**GOAL OF THE EXERCISE**
Down to the final line, write out the data below exactly.
PROVIDED RECORDS Start Marker
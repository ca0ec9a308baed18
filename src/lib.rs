//! # OctoFHIR FHIRSchema Defaults
//!
//! Applies the default values declared by a FHIR profile to a resource:
//! required complex elements get empty containers, fixed and pattern values
//! are merged in without overwriting data, and required slices of repeated
//! elements get a placeholder item carrying the slice's defaults.
//!
//! ## Features
//!
//! - **Non-destructive**: the input record is never modified and present
//!   values always win over defaults
//! - **Slicing aware**: items are classified into slices by their
//!   discriminators before slice defaults are applied
//! - **Async schema loading**: directory, in-memory and LRU-cached providers
//!   behind one trait
//!
//! ## Quick Start
//!
//! ```rust
//! use octofhir_fhirschema_defaults::*;
//! use serde_json::json;
//!
//! # fn example() -> Result<()> {
//! let schema = TypeSchema::new("Observation").with_element(
//!     "status",
//!     ElementSpec::new("code").with_fixed(TaggedValue::new("code", json!("final"))),
//! );
//!
//! let record = json!({"resourceType": "Observation"});
//! let output = apply_default_values(&record, &schema)?;
//! assert_eq!(output["status"], "final");
//! # Ok(())
//! # }
//! ```

pub mod core;
pub mod crawler;
pub mod defaults;
pub mod error;
pub mod matching;
pub mod navigation;
pub mod provider;
pub mod types;

pub use crate::core::{CacheConfig, DefaultsConfig, DefaultsManager};
pub use crawler::{ElementsContext, EventRecorder, SchemaCrawler, SchemaVisitor};
pub use defaults::{
    ApplyOptions, DefaultValueVisitor, apply_default_values, apply_default_values_with,
    apply_fixed, apply_pattern, assign_values_into_slices, get_value_slice_name,
};
pub use error::Result; // Our Result type takes precedence
pub use error::FhirDefaultsError;
pub use matching::{deep_partial_match, match_discriminant};
pub use navigation::{
    AccessOptions, NestedProperty, ValuePath, get_nested_property, get_nested_value,
};
pub use provider::{
    DirectorySchemaProvider, InMemorySchemaRegistry, SchemaProvider, SchemaResolver,
};
pub use types::*;

#[cfg(feature = "lru-cache")]
pub use provider::CachedSchemaProvider;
PROVIDED RECORDS End Marker
**WRITTEN REPLY**
repository ca0ec9a308baed18
filename src/lib.rs
//! # OctoFHIR FHIRSchema Defaults
//!
//! Applies the default values declared by a FHIR profile to a resource:
//! required complex elements get empty containers, fixed and pattern values
//! are merged in without overwriting data, and required slices of repeated
//! elements get a placeholder item carrying the slice's defaults.
//!
//! ## Features
//!
//! - **Non-destructive**: the input record is never modified and present
//!   values always win over defaults
//! - **Slicing aware**: items are classified into slices by their
//!   discriminators before slice defaults are applied
//! - **Async schema loading**: directory, in-memory and LRU-cached providers
//!   behind one trait
//!
//! ## Quick Start
//!
//! ```rust
//! use octofhir_fhirschema_defaults::*;
//! use serde_json::json;
//!
//! # fn example() -> Result<()> {
//! let schema = TypeSchema::new("Observation").with_element(
//!     "status",
//!     ElementSpec::new("code").with_fixed(TaggedValue::new("code", json!("final"))),
//! );
//!
//! let record = json!({"resourceType": "Observation"});
//! let output = apply_default_values(&record, &schema)?;
//! assert_eq!(output["status"], "final");
//! # Ok(())
//! # }
//! ```

pub mod core;
pub mod crawler;
pub mod defaults;
pub mod error;
pub mod matching;
pub mod navigation;
pub mod provider;
pub mod types;

pub use crate::core::{CacheConfig, DefaultsConfig, DefaultsManager};
pub use crawler::{ElementsContext, EventRecorder, SchemaCrawler, SchemaVisitor};
pub use defaults::{
    ApplyOptions, DefaultValueVisitor, apply_default_values, apply_default_values_with,
    apply_fixed, apply_pattern, assign_values_into_slices, get_value_slice_name,
};
pub use error::Result; // Our Result type takes precedence
pub use error::FhirDefaultsError;
pub use matching::{deep_partial_match, match_discriminant};
pub use navigation::{
    AccessOptions, NestedProperty, ValuePath, get_nested_property, get_nested_value,
};
pub use provider::{
    DirectorySchemaProvider, InMemorySchemaRegistry, SchemaProvider, SchemaResolver,
};
pub use types::*;

#[cfg(feature = "lru-cache")]
pub use provider::CachedSchemaProvider;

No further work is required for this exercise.